Accord transatlantique: le saut dans l'inconnu

Par

Les Français ont obtenu gain de cause sur l'audiovisuel, exclu – pour le moment – du champ de la négociation de la libéralisation des échanges avec les États-Unis. Pour le reste, les ministres du commerce ont donné vendredi leur feu vert à la Commission pour négocier un accord aux retombées potentiellement énormes, dans une opacité quasi totale.

La lecture des articles est réservée aux abonnés.

Il a fallu plus de douze heures, vendredi à Luxembourg, pour que les ministres du commerce de l'Union donnent finalement leur feu vert au lancement des négociations pour un accord de libre-échange avec les États-Unis (« TTIP », dans le jargon). Tout comme le patron de la commission européenne, José Manuel Barroso, David Cameron est soulagé : le premier ministre britannique pourra bien l'annoncer en grande pompe lors d'un G 8 sous sa présidence, lundi en Irlande du Nord, en présence de Barack Obama.
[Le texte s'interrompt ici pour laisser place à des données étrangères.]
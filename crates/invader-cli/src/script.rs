use crate::action::Action;
use invader_core::game::{AdversarySlot, GameConfig};
use invader_core::model::Adversary;
use serde::Deserialize;
use std::fs::File;
use std::io::BufReader;
use std::path::{Path, PathBuf};
use thiserror::Error;
use tracing::Level;

/// A scripted game loaded from YAML.
#[derive(Debug, Clone, Deserialize, PartialEq)]
pub struct Script {
    #[serde(default)]
    pub game: GameConfig,
    pub actions: Vec<Action>,
    #[serde(default)]
    pub logging: LoggingConfig,
}

impl Script {
    /// Load and validate a script from a YAML file on disk.
    pub fn from_path(path: impl AsRef<Path>) -> Result<Self, ScriptError> {
        let path = path.as_ref();
        let path_buf = path.to_path_buf();
        let file = File::open(path).map_err(|source| ScriptError::Read {
            source,
            path: path_buf.clone(),
        })?;
        let mut script: Script =
            serde_yaml::from_reader(BufReader::new(file)).map_err(|source| ScriptError::Parse {
                source,
                path: path_buf.clone(),
            })?;
        script.validate().map_err(|source| ScriptError::Invalid {
            path: path_buf,
            source,
        })?;
        Ok(script)
    }

    pub fn validate(&mut self) -> Result<(), ValidationError> {
        validate_slot("game.leading", &self.game.leading)?;
        validate_slot("game.supporting", &self.game.supporting)?;
        if self.actions.is_empty() {
            return Err(ValidationError::InvalidField {
                field: "actions".to_string(),
                message: "at least one action must be specified".to_string(),
            });
        }
        self.logging.validate()
    }
}

fn validate_slot(field: &str, slot: &AdversarySlot) -> Result<(), ValidationError> {
    if slot.level > Adversary::MAX_LEVEL {
        return Err(ValidationError::InvalidField {
            field: format!("{field}.level"),
            message: format!(
                "level {} is above the maximum of {}",
                slot.level,
                Adversary::MAX_LEVEL
            ),
        });
    }
    Ok(())
}

/// Diagnostics go to stderr unless `file` is set.
#[derive(Debug, Clone, Deserialize, PartialEq)]
pub struct LoggingConfig {
    #[serde(default = "default_level")]
    pub level: String,
    #[serde(default)]
    pub json: bool,
    #[serde(default)]
    pub file: Option<PathBuf>,
}

impl Default for LoggingConfig {
    fn default() -> Self {
        Self {
            level: default_level(),
            json: false,
            file: None,
        }
    }
}

impl LoggingConfig {
    fn validate(&mut self) -> Result<(), ValidationError> {
        if self.level.trim().is_empty() {
            self.level = default_level();
        }
        if self.level().is_none() {
            return Err(ValidationError::InvalidField {
                field: "logging.level".to_string(),
                message: format!(
                    "unknown level '{}' (expected trace, debug, info, warn or error)",
                    self.level
                ),
            });
        }
        Ok(())
    }

    pub fn level(&self) -> Option<Level> {
        match self.level.to_ascii_lowercase().as_str() {
            "trace" => Some(Level::TRACE),
            "debug" => Some(Level::DEBUG),
            "info" => Some(Level::INFO),
            "warn" | "warning" => Some(Level::WARN),
            "error" => Some(Level::ERROR),
            _ => None,
        }
    }
}

fn default_level() -> String {
    "warn".to_string()
}

#[derive(Debug, Error)]
pub enum ScriptError {
    #[error("failed to read script {path:?}: {source}")]
    Read {
        #[source]
        source: std::io::Error,
        path: PathBuf,
    },
    #[error("failed to parse script {path:?}: {source}")]
    Parse {
        #[source]
        source: serde_yaml::Error,
        path: PathBuf,
    },
    #[error("invalid script {path:?}: {source}")]
    Invalid {
        path: PathBuf,
        source: ValidationError,
    },
}

impl ScriptError {
    pub fn path(&self) -> &Path {
        match self {
            ScriptError::Read { path, .. }
            | ScriptError::Parse { path, .. }
            | ScriptError::Invalid { path, .. } => path,
        }
    }
}

#[derive(Debug, Error, Clone, PartialEq, Eq)]
pub enum ValidationError {
    #[error("{field}: {message}")]
    InvalidField { field: String, message: String },
}
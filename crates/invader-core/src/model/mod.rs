pub mod adversary;
pub mod card;
pub mod stage;
pub mod terrain;

pub use adversary::{Adversary, ParseAdversaryError};
pub use card::{Card, ParseCardError};
pub use stage::Stage;
pub use terrain::Terrain;
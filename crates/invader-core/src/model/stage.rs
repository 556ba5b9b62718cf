use crate::error::{InvaderError, Result};
use core::fmt;
use serde::{Deserialize, Serialize};

#[derive(Debug, Clone, Copy, PartialEq, Eq, PartialOrd, Ord, Hash, Serialize, Deserialize)]
#[serde(try_from = "u8", into = "u8")]
#[repr(u8)]
pub enum Stage {
    I = 1,
    II = 2,
    III = 3,
}

impl Stage {
    pub const ALL: [Stage; 3] = [Stage::I, Stage::II, Stage::III];

    pub const fn from_number(number: u8) -> Option<Self> {
        match number {
            1 => Some(Stage::I),
            2 => Some(Stage::II),
            3 => Some(Stage::III),
            _ => None,
        }
    }

    pub const fn number(self) -> u8 {
        self as u8
    }

    /// Number of stage tiers between `self` and `other`.
    pub const fn distance(self, other: Stage) -> u8 {
        (self as u8).abs_diff(other as u8)
    }

    pub const fn as_roman(self) -> &'static str {
        match self {
            Stage::I => "I",
            Stage::II => "II",
            Stage::III => "III",
        }
    }

    pub fn from_roman(value: &str) -> Option<Self> {
        match value.trim() {
            "I" | "i" | "1" => Some(Stage::I),
            "II" | "ii" | "2" => Some(Stage::II),
            "III" | "iii" | "3" => Some(Stage::III),
            _ => None,
        }
    }
}

impl TryFrom<u8> for Stage {
    type Error = InvaderError;

    fn try_from(value: u8) -> Result<Self> {
        Stage::from_number(value).ok_or(InvaderError::InvalidCard)
    }
}

impl From<Stage> for u8 {
    fn from(stage: Stage) -> Self {
        stage.number()
    }
}

impl fmt::Display for Stage {
    fn fmt(&self, f: &mut fmt::Formatter<'_>) -> fmt::Result {
        f.write_str(self.as_roman())
    }
}
//! The invader deck: setup ordering, adversary modifiers and gameplay state.
//!
//! - `sequence`: owned ordered sequence of undrawn entries with positional primitives.
//! - `modifiers`: pure setup steps over a sequence.
//! - `registry`: per-adversary modifiers assembled from the rules table.
//! - `state`: the deck state machine used during play.
//! - `notation`: compact layout strings for sequences.

pub mod modifiers;
pub mod notation;
pub mod registry;
mod sequence;
mod state;

pub use modifiers::DeckStep;
pub use registry::{Modifier, construct, modifier_for};
pub use sequence::{CardSequence, DeckEntry};
pub use state::{DrawnEntry, InvaderDeck};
Les diplomates français jugent avoir obtenu gain de cause : l'ensemble des subventions à la culture, et des quotas dans l'audiovisuel, qui garantissent l'« exception culturelle », n'entreront pas dans le champ de la négociation – en tout cas à court terme. À l'ouverture de la réunion, l'affaire était loin d'être gagnée. La commission, comme bon nombre de capitales, se refusait à exclure un secteur a priori, sous prétexte que cela affaiblirait les marges de négociation avec les États-Unis sur d'autres dossiers.

« Un bon accord », s'est félicitée Nicole Bricq, la ministre du commerce extérieur français, tandis que sa collègue à la culture, Aurélie Filippetti, a parlé vendredi soir d'une « victoire » de Paris. La commission se réserve toutefois la possibilité de modifier le mandat, en cours de route, pour y intégrer l'audiovisuel si les États-membres, d'ici là, venaient à changer d'avis.

Pour le Belge Karel de Gucht, commissaire au commerce, « il ne s'agit pas d'une exclusion : les services audiovisuels ne figurent pas à l'heure actuelle dans le mandat, mais le mandat précise clairement que la commission aura la possibilité de revenir devant le Conseil, avec des directives supplémentaires pour la négociation ».